American Metal Market & Metal Bulettin
June 2, 2014
By Daniel Fitzgerald

Silicomanganese mart eyes Felman; moly tags move up

NEW YORK - The silicomanganese market is awaiting the outcome of Felman Production LLC's attempt to restart production as well as a high-volume request for quotation (RFQ).

Silicomanganese suppliers are closely monitoring an RFQ from a major steel producer reportedly seeking up to 40,000 tons of material for several mills. The tender for the second half of 2014 is said to be closing June 2.

Market participants noted that Letart, W.Va.-based Felman's attempt to restart production at its plant in New Haven, W.Va., which has been hampered by a disagreement with its electricity supplier (, May 28), is likely to impact sentiment surrounding the RFQ and free-market prices.

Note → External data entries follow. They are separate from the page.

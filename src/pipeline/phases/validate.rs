use crate::pipeline::context::RunContext;
use crate::pipeline::phase_trait::{GenerationPhase, RunState};
use crate::pipeline::report::FatalError;
use crate::pipeline::resolver::{self, ResolveError};
use crate::progress::ProgressEvent;
use crate::stack::ComponentId;
use crate::validation::validate_stack;
use std::collections::BTreeSet;
use tracing::{debug, info, warn};

/// Stack compatibility, component self-checks and dependency resolution.
pub struct ValidatePhase;

impl GenerationPhase for ValidatePhase {
    fn name(&self) -> &'static str {
        "ValidatePhase"
    }

    fn reaches(&self) -> RunState {
        RunState::Validated
    }

    fn execute(&self, run: &mut RunContext<'_>) -> Result<(), Vec<FatalError>> {
        let mut errors: Vec<FatalError> = Vec::new();

        let report = validate_stack(run.project.stack());
        run.emit(ProgressEvent::ValidationComplete {
            warnings: report.warnings.len(),
            errors: report.errors.len(),
        });
        errors.extend(report.errors.into_iter().map(FatalError::from));
        run.warnings.extend(report.warnings);

        let mut failed: BTreeSet<ComponentId> = BTreeSet::new();
        for (id, provider) in &run.components {
            match provider.validate_configuration(&run.project) {
                Ok(()) => debug!(component = %id, "Configuration valid"),
                Err(message) => {
                    warn!(component = %id, "{}", message);
                    failed.insert(id.clone());
                    errors.push(FatalError::InvalidConfiguration {
                        component: id.clone(),
                        message,
                    });
                }
            }
        }

        let connection_warnings = run.project.validate_connections();
        run.warnings.extend(connection_warnings);

        let components: Vec<ComponentId> = run.components.keys().cloned().collect();
        let resolution = resolver::resolve(&components, &run.dependencies, &run.project);
        for error in resolution.errors {
            match &error {
                ResolveError::UnresolvedDependency { component, .. } if !failed.contains(component) => {
                    run.warnings.push(error.to_string());
                }
                _ => errors.push(FatalError::from(error)),
            }
        }

        if !errors.is_empty() {
            return Err(errors);
        }

        let order: Vec<String> = resolution.order.iter().map(ToString::to_string).collect();
        info!(order = %order.join(" -> "), "Resolved generation order");
        run.order = resolution.order;
        run.edges = resolution.edges;
        Ok(())
    }
}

"That (RFQ) should give a good indication of the market direction in light of Felman's return," one supplier source said. "It adds fresh uncertainty on this whole thing. (Felman's return) could lead to more consolidation of pricing in the next little while, but as long as there is uncertainty on Felman, I can't see why prices would go down until people know how they'll behave in the market, how much they'll produce, and so on."

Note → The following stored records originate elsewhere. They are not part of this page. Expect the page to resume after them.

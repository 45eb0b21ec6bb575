use super::{secret_or, service_map};
use crate::output::{ComposeService, Healthcheck, OutputContainer};
use crate::stack::{
    Capability, Category, ContextError, GenerationContext, ProjectContext, Provider, ServiceScope,
};
use anyhow::Result;
use indexmap::IndexMap;
use std::collections::BTreeMap;

pub struct PostgresProvider;

impl Provider for PostgresProvider {
    fn name(&self) -> &str {
        "PostgreSQL"
    }

    fn category(&self) -> Category {
        Category::Storage
    }

    fn register_services(&self, scope: &mut ServiceScope<'_>) -> Result<(), ContextError> {
        let user = scope.secret("postgres_user");
        let password = scope.secret("postgres_password");
        let database = scope.secret("postgres_database");
        let port = scope.port("postgres", 5432);

        let conn = scope
            .connection("postgres", "postgres")
            .port(port)
            .env_prefix("POSTGRES_")
            .capabilities([
                Capability::Database,
                Capability::SqlDatabase,
                Capability::Warehouse,
            ])
            .credential("username", user)
            .credential("password", password)
            .extra("db_name", database);
        scope.register(conn)
    }

    fn generate(&self, ctx: &GenerationContext<'_>, output: &mut OutputContainer) -> Result<()> {
        let user = ctx.secret("postgres_user").unwrap_or("postgres");
        output.add(
            "storage/postgres/init.sql",
            format!(
                "-- Schemas for {project}\n\
                 CREATE SCHEMA IF NOT EXISTS raw;\n\
                 CREATE SCHEMA IF NOT EXISTS staging;\n\
                 CREATE SCHEMA IF NOT EXISTS analytics;\n\
                 GRANT ALL ON SCHEMA raw, staging, analytics TO {user};\n",
                project = ctx.project_name(),
                user = user,
            ),
        );
        Ok(())
    }

    fn compose_services(&self, context: &ProjectContext) -> IndexMap<String, ComposeService> {
        let port = context.ports().get("postgres").copied().unwrap_or(5432);
        service_map([(
            "postgres",
            ComposeService::image("postgres:15")
                .container(format!("{}_postgres", context.project_name()))
                .env("POSTGRES_USER", "${POSTGRES_USER}")
                .env("POSTGRES_PASSWORD", "${POSTGRES_PASSWORD}")
                .env("POSTGRES_DB", "${POSTGRES_DB}")
                .port(port, 5432)
                .volume("postgres_data:/var/lib/postgresql/data")
                .volume("./storage/postgres/init.sql:/docker-entrypoint-initdb.d/init.sql")
                .healthcheck(Healthcheck::cmd(&["pg_isready", "-U", "${POSTGRES_USER}"])),
        )])
    }

    fn compose_volumes(&self) -> Vec<String> {
        vec!["postgres_data".to_string()]
    }

    fn env_vars(&self, context: &ProjectContext) -> BTreeMap<String, String> {
        let port = context.ports().get("postgres").copied().unwrap_or(5432);
        BTreeMap::from([
            ("POSTGRES_HOST".to_string(), "postgres".to_string()),
            ("POSTGRES_PORT".to_string(), port.to_string()),
            ("POSTGRES_USER".to_string(), secret_or(context, "postgres_user", "postgres")),
            ("POSTGRES_PASSWORD".to_string(), secret_or(context, "postgres_password", "")),
            ("POSTGRES_DB".to_string(), secret_or(context, "postgres_database", "warehouse")),
        ])
    }
}

pub struct SnowflakeProvider;

impl Provider for SnowflakeProvider {
    fn name(&self) -> &str {
        "Snowflake"
    }

    fn category(&self) -> Category {
        Category::Storage
    }

    fn register_services(&self, scope: &mut ServiceScope<'_>) -> Result<(), ContextError> {
        let account = scope.secret("snowflake_account");
        let conn = scope
            .connection("snowflake", "snowflake")
            .host(format!("{}.snowflakecomputing.com", account))
            .env_prefix("SNOWFLAKE_")
            .capabilities([
                Capability::Database,
                Capability::SqlDatabase,
                Capability::Warehouse,
            ])
            .credential("username", scope.secret("snowflake_user"))
            .credential("password", scope.secret("snowflake_password"))
            .extra("account", account)
            .extra("warehouse", scope.secret("snowflake_warehouse"))
            .extra("database", scope.secret("snowflake_database"))
            .extra("role", scope.secret("snowflake_role"));
        scope.register(conn)
    }

    fn generate(&self, ctx: &GenerationContext<'_>, output: &mut OutputContainer) -> Result<()> {
        let database = ctx.secret("snowflake_database").unwrap_or("ANALYTICS");
        let warehouse = ctx.secret("snowflake_warehouse").unwrap_or("COMPUTE_WH");
        output.add(
            "storage/snowflake/setup.sql",
            format!(
                "CREATE WAREHOUSE IF NOT EXISTS {wh} WITH WAREHOUSE_SIZE = 'XSMALL' AUTO_SUSPEND = 60;\n\
                 CREATE DATABASE IF NOT EXISTS {db};\n\
                 CREATE SCHEMA IF NOT EXISTS {db}.RAW;\n\
                 CREATE SCHEMA IF NOT EXISTS {db}.ANALYTICS;\n",
                wh = warehouse,
                db = database,
            ),
        );
        output.add("storage/snowflake/check_connection.py", CHECK_CONNECTION_PY);
        Ok(())
    }

    fn compose_services(&self, _context: &ProjectContext) -> IndexMap<String, ComposeService> {
        service_map([(
            "snowflake-check",
            ComposeService::image("python:3.11-slim")
                .oneshot()
                .env("DATABASE_URL", "${SNOWFLAKE_URL}")
                .volume("./storage/snowflake:/scripts")
                .command(
                    "sh -c \"pip install -q snowflake-sqlalchemy && python /scripts/check_connection.py\"",
                ),
        )])
    }

    fn env_vars(&self, context: &ProjectContext) -> BTreeMap<String, String> {
        let mut vars: BTreeMap<String, String> = [
            "snowflake_account",
            "snowflake_user",
            "snowflake_password",
            "snowflake_warehouse",
            "snowflake_database",
            "snowflake_role",
        ]
        .iter()
        .map(|key| (key.to_uppercase(), secret_or(context, key, "")))
        .collect();
        if let Some(url) = super::storage_url(context) {
            vars.insert("SNOWFLAKE_URL".to_string(), url);
        }
        vars
    }
}

pub struct BigQueryProvider;

impl Provider for BigQueryProvider {
    fn name(&self) -> &str {
        "BigQuery"
    }

    fn category(&self) -> Category {
        Category::Storage
    }

    fn register_services(&self, scope: &mut ServiceScope<'_>) -> Result<(), ContextError> {
        let conn = scope
            .connection("bigquery", "bigquery")
            .host("bigquery.googleapis.com")
            .env_prefix("BIGQUERY_")
            .capabilities([Capability::Database, Capability::SqlDatabase, Capability::Warehouse])
            .extra("project", scope.secret("bigquery_project"))
            .extra("dataset", scope.secret("bigquery_dataset"))
            .extra("keyfile", "/secrets/service-account.json");
        scope.register(conn)
    }

    fn generate(&self, ctx: &GenerationContext<'_>, output: &mut OutputContainer) -> Result<()> {
        let project = ctx.secret("bigquery_project").unwrap_or("CHANGE_ME_PROJECT_ID");
        output.add(
            "storage/bigquery/setup.sh",
            format!(
                "#!/bin/bash\nset -euo pipefail\n\n\
                 gcloud iam service-accounts create {name}-sa \\\n  \
                 --project={project} \\\n  \
                 --display-name=\"BigQuery Service Account\"\n\
                 gcloud projects add-iam-policy-binding {project} \\\n  \
                 --member=\"serviceAccount:{name}-sa@{project}.iam.gserviceaccount.com\" \\\n  \
                 --role=\"roles/bigquery.admin\"\n\
                 gcloud iam service-accounts keys create secrets/service-account.json \\\n  \
                 --iam-account={name}-sa@{project}.iam.gserviceaccount.com\n",
                name = ctx.project_name().replace('_', "-"),
                project = project,
            ),
        );
        output.add("storage/bigquery/check_connection.py", CHECK_CONNECTION_PY);
        Ok(())
    }

    fn compose_services(&self, _context: &ProjectContext) -> IndexMap<String, ComposeService> {
        service_map([(
            "bigquery-check",
            ComposeService::image("google/cloud-sdk:slim")
                .oneshot()
                .env("GOOGLE_APPLICATION_CREDENTIALS", "/secrets/service-account.json")
                .volume("./secrets:/secrets:ro")
                .command("bq ls --project_id=${BIGQUERY_PROJECT}"),
        )])
    }

    fn env_vars(&self, context: &ProjectContext) -> BTreeMap<String, String> {
        BTreeMap::from([
            ("BIGQUERY_PROJECT".to_string(), secret_or(context, "bigquery_project", "")),
            ("BIGQUERY_DATASET".to_string(), secret_or(context, "bigquery_dataset", "analytics")),
            (
                "GOOGLE_APPLICATION_CREDENTIALS".to_string(),
                "./secrets/service-account.json".to_string(),
            ),
        ])
    }
}

pub struct RedshiftProvider;

impl Provider for RedshiftProvider {
    fn name(&self) -> &str {
        "Redshift"
    }

    fn category(&self) -> Category {
        Category::Storage
    }

    fn register_services(&self, scope: &mut ServiceScope<'_>) -> Result<(), ContextError> {
        let host = scope.secret("redshift_host");
        let conn = scope
            .connection("redshift", "redshift")
            .host(host)
            .port(5439)
            .env_prefix("REDSHIFT_")
            .capabilities([Capability::Database, Capability::SqlDatabase, Capability::Warehouse])
            .credential("username", scope.secret("redshift_user"))
            .credential("password", scope.secret("redshift_password"))
            .extra("db_name", scope.secret("redshift_database"));
        scope.register(conn)
    }

    fn generate(&self, ctx: &GenerationContext<'_>, output: &mut OutputContainer) -> Result<()> {
        output.add(
            "storage/redshift/setup.sql",
            format!(
                "-- Schemas for {}\n\
                 CREATE SCHEMA IF NOT EXISTS raw;\n\
                 CREATE SCHEMA IF NOT EXISTS analytics;\n",
                ctx.project_name()
            ),
        );
        Ok(())
    }

    fn compose_services(&self, _context: &ProjectContext) -> IndexMap<String, ComposeService> {
        service_map([(
            "redshift-check",
            ComposeService::image("postgres:15")
                .oneshot()
                .env("PGPASSWORD", "${REDSHIFT_PASSWORD}")
                .command(
                    "psql -h ${REDSHIFT_HOST} -p 5439 -U ${REDSHIFT_USER} -d ${REDSHIFT_DATABASE} -c 'select 1'",
                ),
        )])
    }

    fn env_vars(&self, context: &ProjectContext) -> BTreeMap<String, String> {
        ["redshift_host", "redshift_user", "redshift_password", "redshift_database"]
            .iter()
            .map(|key| (key.to_uppercase(), secret_or(context, key, "")))
            .collect()
    }
}

pub struct DuckDbProvider;

impl Provider for DuckDbProvider {
    fn name(&self) -> &str {
        "DuckDB"
    }

    fn category(&self) -> Category {
        Category::Storage
    }

    fn register_services(&self, scope: &mut ServiceScope<'_>) -> Result<(), ContextError> {
        let conn = scope
            .connection("duckdb", "duckdb")
            .host("localhost")
            .env_prefix("DUCKDB_")
            .capabilities([Capability::Database, Capability::SqlDatabase, Capability::Warehouse])
            .extra("db_name", "analytics")
            .extra("path", "/data/analytics.duckdb");
        scope.register(conn)
    }

    fn generate(&self, _ctx: &GenerationContext<'_>, output: &mut OutputContainer) -> Result<()> {
        output.add(
            "storage/duckdb/init.sql",
            "CREATE SCHEMA IF NOT EXISTS raw;\nCREATE SCHEMA IF NOT EXISTS analytics;\n",
        );
        Ok(())
    }

    fn compose_services(&self, _context: &ProjectContext) -> IndexMap<String, ComposeService> {
        service_map([(
            "duckdb",
            ComposeService::image("python:3.11-slim")
                .volume("duckdb_data:/data")
                .volume("./storage/duckdb:/scripts")
                .command("sh -c \"pip install -q duckdb && sleep infinity\""),
        )])
    }

    fn compose_volumes(&self) -> Vec<String> {
        vec!["duckdb_data".to_string()]
    }

    fn env_vars(&self, _context: &ProjectContext) -> BTreeMap<String, String> {
        BTreeMap::from([("DUCKDB_PATH".to_string(), "/data/analytics.duckdb".to_string())])
    }
}

pub struct MongoDbProvider;

impl Provider for MongoDbProvider {
    fn name(&self) -> &str {
        "MongoDB"
    }

    fn category(&self) -> Category {
        Category::Storage
    }

    fn register_services(&self, scope: &mut ServiceScope<'_>) -> Result<(), ContextError> {
        let port = scope.port("mongodb", 27017);
        let conn = scope
            .connection("mongodb", "mongodb")
            .port(port)
            .env_prefix("MONGODB_")
            .capabilities([Capability::Database, Capability::NosqlDatabase])
            .credential("username", scope.secret("mongodb_user"))
            .credential("password", scope.secret("mongodb_password"))
            .extra("db_name", "analytics");
        scope.register(conn)
    }

    fn generate(&self, ctx: &GenerationContext<'_>, output: &mut OutputContainer) -> Result<()> {
        output.add(
            "storage/mongodb/init.js",
            format!(
                "db = db.getSiblingDB('analytics');\ndb.createCollection('raw_events');\n// {}\n",
                ctx.project_name()
            ),
        );
        Ok(())
    }

    fn compose_services(&self, context: &ProjectContext) -> IndexMap<String, ComposeService> {
        let port = context.ports().get("mongodb").copied().unwrap_or(27017);
        service_map([(
            "mongodb",
            ComposeService::image("mongo:7")
                .env("MONGO_INITDB_ROOT_USERNAME", "${MONGODB_USER}")
                .env("MONGO_INITDB_ROOT_PASSWORD", "${MONGODB_PASSWORD}")
                .port(port, 27017)
                .volume("mongodb_data:/data/db")
                .volume("./storage/mongodb/init.js:/docker-entrypoint-initdb.d/init.js:ro"),
        )])
    }

    fn compose_volumes(&self) -> Vec<String> {
        vec!["mongodb_data".to_string()]
    }

    fn env_vars(&self, context: &ProjectContext) -> BTreeMap<String, String> {
        let port = context.ports().get("mongodb").copied().unwrap_or(27017);
        BTreeMap::from([
            ("MONGODB_HOST".to_string(), "mongodb".to_string()),
            ("MONGODB_PORT".to_string(), port.to_string()),
            ("MONGODB_USER".to_string(), secret_or(context, "mongodb_user", "")),
            ("MONGODB_PASSWORD".to_string(), secret_or(context, "mongodb_password", "")),
        ])
    }
}

const CHECK_CONNECTION_PY: &str = r#"import os

from sqlalchemy import create_engine, text

engine = create_engine(os.environ["DATABASE_URL"])
with engine.connect() as conn:
    conn.execute(text("select 1"))
print("connection ok")
"#;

"It all depends on what will happen with Felman," a second supplier source said.

Silicomanganese prices were assessed most recently in a range of 59 to 61 cents per pound.

A manganese supplier source reported that contract offtake remained "pretty brisk," noting that offtake volumes for May had exceeded company forecasts by 5 percent.

"All of the markets we service are good: energy markets are excellent, the stainless market is good, automotive is good. Some residential-construction-type products are picking up at a great rate," he said. "I don't think there will be many market-related shutdowns during the summer, and I think in the third quarter we'll see a strong raw steel production level due to pent-up demand."

Meanwhile, molybdic oxide and ferromolybdenum prices posted further gains on the back of ongoing spot supply tightness and strong demand.

Molybdic oxide tightened to a range of $14.90 to $15 per pound from $14.50 to $15 previously, while ferromolybdenum moved up to $18.50 to $18.75 per pound from $18 to $18.65.

One producer source told AMM he was hopeful that production gains would allow his company to participate more in the spot market toward the end of the quarter, adding that he was already looking to push ferromolybdenum prices beyond $19 per pound for truckload quantities.

"The question is how the traditional summer shutdowns will impact demand," the producer source said. "For now, customers still have strong order books."